_Exercise requirements_
Out of the lines below, please list those that hold the string "AgentResult".

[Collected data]
* * * *
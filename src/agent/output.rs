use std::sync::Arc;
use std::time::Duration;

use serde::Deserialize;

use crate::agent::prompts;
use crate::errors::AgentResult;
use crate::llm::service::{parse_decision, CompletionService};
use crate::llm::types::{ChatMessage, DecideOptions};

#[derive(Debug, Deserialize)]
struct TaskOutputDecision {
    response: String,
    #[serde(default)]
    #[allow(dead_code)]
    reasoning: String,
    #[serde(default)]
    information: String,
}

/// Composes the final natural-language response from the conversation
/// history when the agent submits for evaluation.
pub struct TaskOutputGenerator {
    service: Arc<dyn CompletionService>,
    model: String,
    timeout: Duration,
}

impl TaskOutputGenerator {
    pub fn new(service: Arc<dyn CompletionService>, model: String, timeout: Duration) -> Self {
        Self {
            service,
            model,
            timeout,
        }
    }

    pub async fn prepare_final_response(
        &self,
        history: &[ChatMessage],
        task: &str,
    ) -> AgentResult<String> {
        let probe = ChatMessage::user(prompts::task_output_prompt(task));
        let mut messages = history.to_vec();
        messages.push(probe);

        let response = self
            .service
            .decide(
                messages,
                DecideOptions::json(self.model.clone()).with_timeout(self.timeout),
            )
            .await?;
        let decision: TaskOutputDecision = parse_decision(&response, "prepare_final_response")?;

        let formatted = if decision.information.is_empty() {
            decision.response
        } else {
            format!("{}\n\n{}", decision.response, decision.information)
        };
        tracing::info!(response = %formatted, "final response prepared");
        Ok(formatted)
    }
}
* * * *
_Answer to this problem_
use crate::errors::AgentResult;
    ) -> AgentResult<String> {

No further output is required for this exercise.